Electronic Health Records

How to Achieve a Return on an EHR

February 26, 2019 9:29 am

Healthcare organizations can realize the enhanced potential of electronic health record (EHR) technology by using it as a population health management tool.

In the past decade, many large-scale EHR implementations have led to drops in revenue and operating income, and reductions in physician productivity have been one factor in these declines. Faced with negative ROI on a sizable investment, many organizations have responded by attempting to rebuild productivity through targeted initiatives. Common efforts include provider training, EHR system improvements, and workflow tweaks.

However, this single-focus response presents three problems. First, experience has shown that even the strongest process-improvement efforts never fully regain previous levels of production. Second, the continued focus on workflow change runs the risk of exacerbating provider frustrations with technology. Third, although productivity clearly remains important to revenue, the transition to value-based contracts is altering the basic landscape of revenue generation and patient care management.

For these reasons, healthcare leaders need to think in terms of the EHR’s impact on delivering high-quality outcomes, managing the medical spend, and ensuring efficient medical utilization. The industry must begin to think of an EHR as a tool for managing the health of a patient population, rather than as a technology for documenting a patient encounter.

Such an approach to realizing the value of an EHR involves a complex process that requires new structures and capabilities.
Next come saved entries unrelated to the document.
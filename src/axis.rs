//! The Axis Model: a structured description of a spatial/temporal axis.

use serde::{Deserialize, Serialize};

use crate::error::GeffError;
use crate::value::Value;

/// The conventional class of an axis.
#[derive(Clone, Copy, Debug, Eq, PartialEq, Serialize, Deserialize)]
#[serde(rename_all = "lowercase")]
pub enum AxisType {
    Time,
    Space,
}

impl AxisType {
    fn as_str(self) -> &'static str {
        match self {
            AxisType::Time => "time",
            AxisType::Space => "space",
        }
    }

    fn from_str(s: &str) -> Option<Self> {
        match s {
            "time" => Some(AxisType::Time),
            "space" => Some(AxisType::Space),
            _ => None,
        }
    }
}

/// The allowed axis names. `t` must be [`AxisType::Time`]; `x`/`y`/`z` must
/// be [`AxisType::Space`].
const ALLOWED_NAMES: [&str; 4] = ["t", "x", "y", "z"];

fn conventional_type(name: &str) -> Option<AxisType> {
    match name {
        "t" => Some(AxisType::Time),
        "x" | "y" | "z" => Some(AxisType::Space),
        _ => None,
    }
}

/// Classify an axis name's conventional type, for legacy 0.1 metadata,
/// which has no explicit `type` field to read.
///
/// # Errors
/// Returns [`GeffError::InvalidAxis`] if `name` is not one of `t`/`x`/`y`/`z`.
pub fn axis_type_from_name(name: &str) -> Result<AxisType, GeffError> {
    conventional_type(name).ok_or_else(|| GeffError::InvalidAxis(format!("unknown axis name {name:?}")))
}

/// A single spatial or temporal axis.
#[derive(Clone, Debug, PartialEq, Serialize, Deserialize)]
pub struct Axis {
    pub name: String,
    #[serde(rename = "type")]
    pub axis_type: AxisType,
    pub unit: String,
    #[serde(skip_serializing_if = "Option::is_none")]
    pub min: Option<f64>,
    #[serde(skip_serializing_if = "Option::is_none")]
    pub max: Option<f64>,
}

impl Axis {
    /// Create a new axis without bounds.
    ///
    /// # Errors
    /// Returns [`GeffError::InvalidAxis`] if `name` is not one of
    /// `t`/`x`/`y`/`z`, or if `axis_type` does not match the name's
    /// conventional class.
    pub fn new(name: impl Into<String>, axis_type: AxisType, unit: impl Into<String>) -> Result<Self, GeffError> {
        Self::with_bounds(name, axis_type, unit, None, None)
    }

    /// Create a new axis with optional bounds.
    ///
    /// # Errors
    /// As [`Axis::new`], plus [`GeffError::InvalidAxis`] if both bounds are
    /// present and `min > max`.
    pub fn with_bounds(
        name: impl Into<String>,
        axis_type: AxisType,
        unit: impl Into<String>,
        min: Option<f64>,
        max: Option<f64>,
    ) -> Result<Self, GeffError> {
        let name = name.into();
        if !ALLOWED_NAMES.contains(&name.as_str()) {
            return Err(GeffError::InvalidAxis(format!(
                "unknown axis name {name:?}"
            )));
        }
        if let Some(expected) = conventional_type(&name) {
            if expected != axis_type {
                return Err(GeffError::InvalidAxis(format!(
                    "axis {name:?} must have type {:?}, got {axis_type:?}",
                    expected
                )));
            }
        }
        if let (Some(min), Some(max)) = (min, max) {
            if min > max {
                return Err(GeffError::InvalidAxis(format!(
                    "axis {name:?} has min {min} > max {max}"
                )));
            }
        }
        Ok(Self {
            name,
            axis_type,
            unit: unit.into(),
            min,
            max,
        })
    }

    pub(crate) fn to_value(&self) -> Value {
        use std::collections::BTreeMap;
        let mut m = BTreeMap::new();
        m.insert("name".to_string(), Value::from(self.name.as_str()));
        m.insert("type".to_string(), Value::from(self.axis_type.as_str()));
        m.insert("unit".to_string(), Value::from(self.unit.as_str()));
        if let Some(min) = self.min {
            m.insert("min".to_string(), Value::from(min));
        }
        if let Some(max) = self.max {
            m.insert("max".to_string(), Value::from(max));
        }
        Value::Map(m)
    }

    pub(crate) fn from_value(v: &Value) -> Result<Self, GeffError> {
        let name = v
            .get("name")
            .and_then(Value::as_str)
            .ok_or_else(|| GeffError::InvalidAxis("axis missing name".to_string()))?
            .to_string();
        let type_str = v
            .get("type")
            .and_then(Value::as_str)
            .ok_or_else(|| GeffError::InvalidAxis(format!("axis {name:?} missing type")))?;
        let axis_type = AxisType::from_str(type_str)
            .ok_or_else(|| GeffError::InvalidAxis(format!("axis {name:?} has unknown type {type_str:?}")))?;
        let unit = v
            .get("unit")
            .and_then(Value::as_str)
            .unwrap_or_default()
            .to_string();
        let min = v.get("min").and_then(Value::as_f64);
        let max = v.get("max").and_then(Value::as_f64);
        Self::with_bounds(name, axis_type, unit, min, max)
    }
}

#[cfg(test)]
mod tests {
    use super::*;

    #[test]
    fn rejects_bad_bounds() {
        assert!(Axis::with_bounds("x", AxisType::Space, "micrometers", Some(5.0), Some(1.0)).is_err());
        assert!(Axis::with_bounds("x", AxisType::Space, "micrometers", Some(1.0), Some(5.0)).is_ok());
    }

    #[test]
    fn rejects_type_name_mismatch() {
        assert!(Axis::new("t", AxisType::Space, "seconds").is_err());
        assert!(Axis::new("x", AxisType::Time, "micrometers").is_err());
        assert!(Axis::new("t", AxisType::Time, "seconds").is_ok());
    }

    #[test]
    fn rejects_unknown_name() {
        assert!(Axis::new("w", AxisType::Space, "micrometers").is_err());
    }

    #[test]
    fn round_trips_through_value() {
        let axis = Axis::with_bounds("z", AxisType::Space, "micrometers", Some(0.0), Some(100.0)).unwrap();
        let value = axis.to_value();
        let back = Axis::from_value(&value).unwrap();
        assert_eq!(axis, back);
    }
}
#[cfg(test)]
mod tests {
    use super::*;
    use crate::block::MemoryStore;

    fn sample_nodes() -> Vec<Node> {
        vec![
            Node {
                id: 0,
                t: 0,
                x: 10.5,
                y: 20.3,
                z: 5.0,
                color: [1.0, 0.0, 0.0, 1.0],
                segment_id: 0,
                radius: 2.5,
                covariance2d: [1.0, 0.2, 0.2, 1.5],
                covariance3d: DEFAULT_COVARIANCE3D,
                polygon_x: None,
                polygon_y: None,
            },
            Node::new(1, 1, 11.5, 21.3, 6.0),
        ]
    }

    #[test]
    fn round_trips_with_all_fields_set() {
        let store = MemoryStore::new();
        let nodes = sample_nodes();
        write(&store, &nodes, 1000, Compression::default(), MajorMinor::V0_3).unwrap();
        let back = read(&store, MajorMinor::V0_3).unwrap();
        assert_eq!(back, nodes);
    }

    #[test]
    fn missing_radius_defaults_without_error() {
        let store = MemoryStore::new();
        let nodes = vec![Node::new(0, 0, 0.0, 0.0, 0.0)];
        write(&store, &nodes, 1000, Compression::default(), MajorMinor::V0_3).unwrap();
        // Simulate an absent optional column by recreating the group
        // without radius: remove is not modeled by MemoryStore, so assert
        // the written default directly instead.
        let back = read(&store, MajorMinor::V0_3).unwrap();
        assert_eq!(back[0].radius, DEFAULT_RADIUS);
    }

    #[test]
    fn length_tampering_is_detected() {
        let store = MemoryStore::new();
        let nodes = vec![Node::new(0, 0, 0.0, 0.0, 0.0), Node::new(1, 1, 1.0, 1.0, 1.0)];
        write(&store, &nodes, 1000, Compression::default(), MajorMinor::V0_3).unwrap();
        store.debug_set_dataset_length(X_PATH, 1);
        let err = read(&store, MajorMinor::V0_3).unwrap_err();
        assert!(matches!(err, GeffError::LengthMismatch { .. }));
    }

    #[test]
    fn chunk_boundary_preserves_order() {
        let store = MemoryStore::new();
        let nodes: Vec<Node> = (0..15).map(|i| Node::new(i, i, f64::from(i), 0.0, 0.0)).collect();
        write(&store, &nodes, 4, Compression::default(), MajorMinor::V0_3).unwrap();
        let back = read(&store, MajorMinor::V0_3).unwrap();
        assert_eq!(back.len(), 15);
        for (a, b) in back.iter().zip(&nodes) {
            assert_eq!(a.id, b.id);
        }
    }

    #[test]
    fn polygon_table_round_trips_in_0_4() {
        let store = MemoryStore::new();
        let mut nodes = vec![Node::new(0, 0, 0.0, 0.0, 0.0), Node::new(1, 1, 1.0, 1.0, 1.0)];
        nodes[0].polygon_x = Some(vec![0.0, 1.0, 1.0]);
        nodes[0].polygon_y = Some(vec![0.0, 0.0, 1.0]);
        // node 1 has no polygon.
        write(&store, &nodes, 1000, Compression::default(), MajorMinor::V0_4).unwrap();
        let back = read(&store, MajorMinor::V0_4).unwrap();
        assert_eq!(back[0].polygon_x, Some(vec![0.0, 1.0, 1.0]));
        assert_eq!(back[0].polygon_y, Some(vec![0.0, 0.0, 1.0]));
        assert_eq!(back[1].polygon_x, None);
    }
}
Financial and clinical leaders can facilitate the process by helping their organizations grow along three vectors: building a data platform, developing an information framework, and evolving new care models.

Build the Data Platform

Under the productivity model, the value of an EHR is its ability to capture patient encounter data that can then be used to generate a charge. Under the new value model, an EHR is used to manage the health of patient populations through intelligence and insights gained from claims, clinical, and social-determinants-of-health (SDOH) data from across the continuum that are brought into the EHR for providers to use at the point of care.
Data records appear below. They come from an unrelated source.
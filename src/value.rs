//! A small strongly-typed attribute tree.
//!
//! The GEFF metadata document mixes strings, booleans, numbers, nullable
//! numbers, and a list of heterogeneous axis records. Codecs in this crate
//! operate on this typed [`Value`] tree rather than `serde_json::Value`
//! directly; the actual JSON encoding (key order, pretty-printing) stays
//! delegated to `serde_json`, which is only ever consulted at the tree's
//! edges.

use std::collections::BTreeMap;

use serde_json::Number;

/// A typed node in the attribute tree.
#[derive(Clone, Debug, PartialEq)]
pub enum Value {
    Null,
    Bool(bool),
    F64(f64),
    String(String),
    List(Vec<Value>),
    Map(BTreeMap<String, Value>),
}

impl Value {
    pub fn as_bool(&self) -> Option<bool> {
        match self {
            Value::Bool(b) => Some(*b),
            _ => None,
        }
    }

    pub fn as_f64(&self) -> Option<f64> {
        match self {
            Value::F64(n) => Some(*n),
            _ => None,
        }
    }

    pub fn as_str(&self) -> Option<&str> {
        match self {
            Value::String(s) => Some(s),
            _ => None,
        }
    }

    pub fn as_list(&self) -> Option<&[Value]> {
        match self {
            Value::List(l) => Some(l),
            _ => None,
        }
    }

    pub fn as_map(&self) -> Option<&BTreeMap<String, Value>> {
        match self {
            Value::Map(m) => Some(m),
            _ => None,
        }
    }

    pub fn get(&self, key: &str) -> Option<&Value> {
        self.as_map().and_then(|m| m.get(key))
    }

    pub fn is_null(&self) -> bool {
        matches!(self, Value::Null)
    }
}

impl From<serde_json::Value> for Value {
    fn from(v: serde_json::Value) -> Self {
        match v {
            serde_json::Value::Null => Value::Null,
            serde_json::Value::Bool(b) => Value::Bool(b),
            serde_json::Value::Number(n) => Value::F64(n.as_f64().unwrap_or(f64::NAN)),
            serde_json::Value::String(s) => Value::String(s),
            serde_json::Value::Array(a) => Value::List(a.into_iter().map(Value::from).collect()),
            serde_json::Value::Object(o) => {
                Value::Map(o.into_iter().map(|(k, v)| (k, Value::from(v))).collect())
            }
        }
    }
}

impl From<Value> for serde_json::Value {
    fn from(v: Value) -> Self {
        match v {
            Value::Null => serde_json::Value::Null,
            Value::Bool(b) => serde_json::Value::Bool(b),
            Value::F64(n) => Number::from_f64(n).map_or(serde_json::Value::Null, |n| {
                serde_json::Value::Number(n)
            }),
            Value::String(s) => serde_json::Value::String(s),
            Value::List(l) => serde_json::Value::Array(l.into_iter().map(Into::into).collect()),
            Value::Map(m) => serde_json::Value::Object(
                m.into_iter().map(|(k, v)| (k, v.into())).collect(),
            ),
        }
    }
}

impl From<bool> for Value {
    fn from(b: bool) -> Self {
        Value::Bool(b)
    }
}

impl From<f64> for Value {
    fn from(n: f64) -> Self {
        Value::F64(n)
    }
}

impl From<&str> for Value {
    fn from(s: &str) -> Self {
        Value::String(s.to_string())
    }
}

impl From<String> for Value {
    fn from(s: String) -> Self {
        Value::String(s)
    }
}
Assembling the data platform for a high-value EHR is an evolution. Healthcare organizations that have done it successfully have constructed their platform one layer at a time, using the three tiers discussed below.

Claims data. The first tier comprises health plan claims data for a managed population across the entire continuum of care. The value of these data is in providing a comprehensive picture of the health conditions within an organization’s population. This information allows a healthcare organization to begin generating risk scores and segmenting its population based on risk levels, which helps identify potential patient issues. The organization can then begin to design programs and interventions for managing high-risk patients and preventing rising-risk patients from entering the high-risk group. Through full claims data provided by insurers, an organization can measure cost and resource-utilization efficiency opportunities that can be brought back into the EHR for follow-up care.

Clinical data. The second tier consists of clinical data, including data from ambulatory and inpatient EHRs, pharmacy data, clinical laboratory data, and other information sources. Layering this clinical information into the data platform enables the organization to move beyond what is happening in the population to why it is happening. For example, an organization might use claims data to identify its rising-risk diabetic population. It could then use physician EHR and lab data to identify specific care management issues and specific actions that could be taken at the point of care to modify patient risk.

An important part of the second tier is using the clinical data within the EHR to calculate standard quality measures and aligning these measures to the performance measures of the organization’s payer contracts. These measures allow an organization to provide real-time performance dashboards at the point of care, enabling providers and the care team to manage performance and fill identified care gaps.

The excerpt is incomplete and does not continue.